Robert L. Wilson wilson at math.wisc.edu
Wed Oct 7 13:17:29 EDT 2015


In the thread about "blockchain and trustworthy computing", Lodewijk 
andré de la porte said:

> We are supposed to be doing this with academic papers. Reproduce the result
> at another university that's as different as possible (different sponsors,
> affiliations, religions, researchers, nations, etc), and the
> trustworthiness increases. Thing is - the VW cars fooled the procedure.
> Replication does not make a difference. The procedure was faulty.
I am interested in whether that is actually being carried out as a 
standard procedure in any, or many, disciplines.
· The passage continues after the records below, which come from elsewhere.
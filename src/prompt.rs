//! # Prompt templates
//!
//! A prompt sent to the model is simply a string. Before it becomes one, it
//! lives here as a [PromptTemplate]: a string with named placeholders in the
//! format `{[name]}`, plus optional JSON metadata.
//!
//! A [PartialPrompt] is a template with some placeholders filled. It can only
//! be constructed via [PromptTemplate::construct_prompt]. Placeholders are
//! filled with [PartialPrompt::try_fill] (strings) or
//! [PartialPrompt::try_fill_value] (any JSON value, rendered with
//! [render_value]). When every placeholder is filled, [PartialPrompt::complete]
//! produces the literal prompt text.
//!
//! Completion is deterministic: the same template filled with the same values
//! always yields a byte-identical string, which the cache fingerprinting
//! relies on.

use std::collections::{HashMap, HashSet};
use std::sync::Arc;

use lazy_static::lazy_static;
use log::warn;
use regex::{Captures, Regex};
use serde_json::Value;

use crate::prompt::errors::{PlaceholderNotExist, UnfilledPlaceholders};
use crate::utils::JsonMap;

lazy_static! {
    static ref PLACEHOLDER_MATCH_RE: Regex = Regex::new(r"\{\[.*?\]\}").unwrap();
}

/// Strips `{[` and `]}` from a matched placeholder. The caller must pass a
/// full regex match, which is always at least four bytes long.
#[inline]
fn strip_format(key: &str) -> &str {
    &key[2..key.len() - 2]
}

/// Collect the set of placeholder names appearing in a template string.
pub fn get_placeholders(string: &str) -> HashSet<String> {
    PLACEHOLDER_MATCH_RE
        .captures_iter(string)
        .map(|captures| strip_format(&captures[0]).to_string())
        .collect()
}

/// Render a JSON value into the text form used inside a prompt. Strings are
/// inserted verbatim (no surrounding quotes); everything else uses the
/// compact JSON encoding.
pub fn render_value(value: &Value) -> String {
    match value {
        Value::String(s) => s.clone(),
        other => other.to_string(),
    }
}

fn replace_all_placeholders(original: &str, mapping: &HashMap<String, Option<String>>) -> String {
    PLACEHOLDER_MATCH_RE
        .replace_all(original, |captures: &Captures| {
            let key = strip_format(&captures[0]);
            mapping
                .get(key)
                .and_then(|v| v.as_deref())
                .unwrap_or("")
                .to_string()
        })
        .to_string()
}

/// A prompt template with `{[name]}` placeholders and optional JSON metadata.
#[derive(Debug, Clone)]
#[readonly::make]
pub struct PromptTemplate {
    /// The raw template text, immutable.
    template: Arc<String>,

    /// The placeholder names found in the template, readonly.
    pub placeholders: HashSet<String>,

    /// Metadata attached to the template, readonly.
    pub meta_data: Arc<JsonMap>,
}

impl PromptTemplate {
    /// Create a prompt template without metadata.
    pub fn new(template: impl Into<String>) -> Self {
        Self::with_metadata(template, JsonMap::new())
    }

    /// Create a prompt template with metadata. Warns if the template has no
    /// placeholder at all, which usually means a typo in the `{[name]}` syntax.
    pub fn with_metadata(template: impl Into<String>, metadata: JsonMap) -> Self {
        let template = template.into();
        let placeholders = get_placeholders(&template);
        if placeholders.is_empty() {
            warn!(
                "Prompt template has no placeholder. If this is intended, ignore this message. \
                 Otherwise, check the placeholder syntax.\nGot template:\n{}",
                template
            );
        }
        Self {
            template: Arc::new(template),
            placeholders,
            meta_data: Arc::new(metadata),
        }
    }

    /// The template text as a string.
    #[inline]
    pub fn str(&self) -> &str {
        &self.template
    }

    /// Fill placeholders from a variable mapping (keys the template does not
    /// use are ignored) and complete in one step. Errors if the mapping left
    /// any placeholder unfilled.
    pub fn render(&self, vars: &JsonMap) -> Result<String, UnfilledPlaceholders> {
        let mut partial = self.construct_prompt();
        for (name, value) in vars {
            if partial.placeholder_to_vals.contains_key(name) {
                partial.unfilled_placeholders.remove(name);
                partial
                    .placeholder_to_vals
                    .insert(name.clone(), Some(render_value(value)));
            }
        }
        partial.complete()
    }

    /// Begin filling this template.
    pub fn construct_prompt(&self) -> PartialPrompt {
        PartialPrompt {
            template: self.clone(),
            placeholder_to_vals: self.placeholders.iter().map(|p| (p.clone(), None)).collect(),
            unfilled_placeholders: self.placeholders.clone(),
        }
    }
}

/// A template with some placeholders filled. Constructed only via
/// [PromptTemplate::construct_prompt].
#[derive(Debug, Clone)]
#[readonly::make]
pub struct PartialPrompt {
    /// The template this partial prompt came from, readonly.
    pub template: PromptTemplate,

    pub(crate) placeholder_to_vals: HashMap<String, Option<String>>,
    pub(crate) unfilled_placeholders: HashSet<String>,
}

impl PartialPrompt {
    /// Fill a placeholder with a string value, replacing any previous value.
    /// Returns an error if the placeholder does not exist in the template.
    pub fn try_fill(
        &mut self,
        placeholder: impl Into<String>,
        value: impl Into<String>,
    ) -> Result<&mut Self, PlaceholderNotExist> {
        let placeholder = placeholder.into();
        if self.placeholder_to_vals.contains_key(&placeholder) {
            self.unfilled_placeholders.remove(&placeholder);
            self.placeholder_to_vals.insert(placeholder, Some(value.into()));
            Ok(self)
        } else {
            Err(PlaceholderNotExist::new(
                placeholder,
                value,
                &self.template.placeholders,
            ))
        }
    }

    /// Fill a placeholder with a JSON value, rendered via [render_value].
    pub fn try_fill_value(
        &mut self,
        placeholder: impl Into<String>,
        value: &Value,
    ) -> Result<&mut Self, PlaceholderNotExist> {
        self.try_fill(placeholder, render_value(value))
    }

    /// Fill every placeholder named in the mapping. Stops at the first
    /// unknown placeholder.
    pub fn try_fill_all(&mut self, mapping: &JsonMap) -> Result<&mut Self, PlaceholderNotExist> {
        for (name, value) in mapping {
            self.try_fill_value(name, value)?;
        }
        Ok(self)
    }

    /// Placeholder names still waiting for a value.
    pub fn unfilled(&self) -> impl Iterator<Item = &str> {
        self.unfilled_placeholders.iter().map(String::as_str)
    }

    /// Complete the prompt. Returns an error naming the unfilled placeholders
    /// if any remain.
    pub fn complete(&self) -> Result<String, UnfilledPlaceholders> {
        if self.unfilled_placeholders.is_empty() {
            Ok(replace_all_placeholders(
                self.template.str(),
                &self.placeholder_to_vals,
            ))
        } else {
            Err(UnfilledPlaceholders {
                all_placeholders: self.template.placeholders.iter().cloned().collect(),
                unfilled_placeholders: self.unfilled_placeholders.iter().cloned().collect(),
            })
        }
    }
}

pub mod errors {
    use std::collections::HashSet;
    use std::error::Error;
    use std::fmt;
    use std::fmt::Formatter;

    /// Error when completing a partial prompt that still has unfilled
    /// placeholders.
    #[derive(Debug)]
    pub struct UnfilledPlaceholders {
        pub unfilled_placeholders: Vec<String>,
        pub all_placeholders: Vec<String>,
    }

    impl fmt::Display for UnfilledPlaceholders {
        fn fmt(&self, f: &mut Formatter<'_>) -> fmt::Result {
            write!(
                f,
                "UnfilledPlaceholders: to complete the prompt,\n  Required placeholders: {:?}\n  Unfilled placeholders: {:?}",
                self.all_placeholders, self.unfilled_placeholders
            )
        }
    }

    impl Error for UnfilledPlaceholders {}

    /// Error when filling a placeholder that does not exist in the template.
    #[derive(Debug)]
    pub struct PlaceholderNotExist {
        pub try_fill_placeholder: String,
        pub value: String,
        pub available_placeholders: Vec<String>,
    }

    impl PlaceholderNotExist {
        pub(crate) fn new(
            try_fill_placeholder: impl Into<String>,
            value: impl Into<String>,
            available_placeholders: &HashSet<String>,
        ) -> Self {
            PlaceholderNotExist {
                try_fill_placeholder: try_fill_placeholder.into(),
                value: value.into(),
                available_placeholders: available_placeholders.iter().cloned().collect(),
            }
        }
    }

    impl fmt::Display for PlaceholderNotExist {
        fn fmt(&self, f: &mut Formatter<'_>) -> fmt::Result {
            write!(
                f,
                "PlaceholderNotExist: tried to fill placeholder = {} with value = {}, but available placeholders are {:?}",
                self.try_fill_placeholder, self.value, self.available_placeholders
            )
        }
    }

    impl Error for PlaceholderNotExist {}
}

#[cfg(test)]
mod prompt_tests {
    use super::*;
    use serde_json::json;

    #[test]
    fn test_get_placeholders() {
        let keys = get_placeholders("{[a]}");
        assert_eq!(HashSet::from(["a".to_string()]), keys);

        // Line breaks are not allowed inside a placeholder name.
        assert_eq!(0, get_placeholders("{[a\n]}").len());

        let keys = get_placeholders("{[a]}    {[b]}");
        assert_eq!(HashSet::from(["a".to_string(), "b".to_string()]), keys);
    }

    #[test]
    fn test_fill_and_complete() {
        let template = PromptTemplate::new("{[who]} and {[what]} and {[who]}");
        let mut partial = template.construct_prompt();
        partial.try_fill("who", "alice").unwrap();
        assert!(partial.complete().is_err());
        partial.try_fill("what", "bob").unwrap();
        assert_eq!("alice and bob and alice", partial.complete().unwrap());
    }

    #[test]
    fn test_fill_unknown_placeholder() {
        let template = PromptTemplate::new("{[a]}");
        let mut partial = template.construct_prompt();
        let err = partial.try_fill("nope", "x").unwrap_err();
        assert_eq!("nope", err.try_fill_placeholder);
        assert_eq!(vec!["a".to_string()], err.available_placeholders);
    }

    #[test]
    fn test_render_value() {
        assert_eq!("plain", render_value(&json!("plain")));
        assert_eq!("42", render_value(&json!(42)));
        assert_eq!("[1,2]", render_value(&json!([1, 2])));
    }

    #[test]
    fn test_fill_all_from_json_map() {
        let template = PromptTemplate::new("Spent {[cost_data]} in {[billing_period]}");
        let mut mapping = JsonMap::new();
        mapping.insert("cost_data".into(), json!("$500"));
        mapping.insert("billing_period".into(), json!("2026-07"));
        let mut partial = template.construct_prompt();
        partial.try_fill_all(&mapping).unwrap();
        assert_eq!("Spent $500 in 2026-07", partial.complete().unwrap());
    }

    #[test]
    fn test_render_ignores_extra_keys_and_reports_unfilled() {
        let template = PromptTemplate::new("{[a]} {[b]}");
        let mut vars = JsonMap::new();
        vars.insert("a".into(), json!("x"));
        vars.insert("unused".into(), json!("y"));
        let err = template.render(&vars).unwrap_err();
        assert_eq!(vec!["b".to_string()], err.unfilled_placeholders);

        vars.insert("b".into(), json!("z"));
        assert_eq!("x z", template.render(&vars).unwrap());
    }

    #[test]
    fn test_completion_is_deterministic() {
        let template = PromptTemplate::new("{[x]} / {[y]}");
        let render = || {
            let mut partial = template.construct_prompt();
            partial.try_fill("x", "1").unwrap().try_fill("y", "2").unwrap();
            partial.complete().unwrap()
        };
        assert_eq!(render(), render());
    }
}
I certainly don't 
object to it as a goal and hence as "supposed to be doing". But 
*Science* magazine, one of the major publishers of research articles in 
many scientific subjects, recently carried the suggestion that this 
ought to be done, as a reaction to the number of scientific papers that 
have been retracted (worldwide, not just in *Science*) recently. As a 
mathematician, where results don't usually depend on lab equipment and 
procedures, the whole discovery and publication activity is a little 
different from many of the subjects they publish. But, from what I read 
in *Science*, I got the impression this was not usually a condition for 
journal acceptance in any subject. Is that so?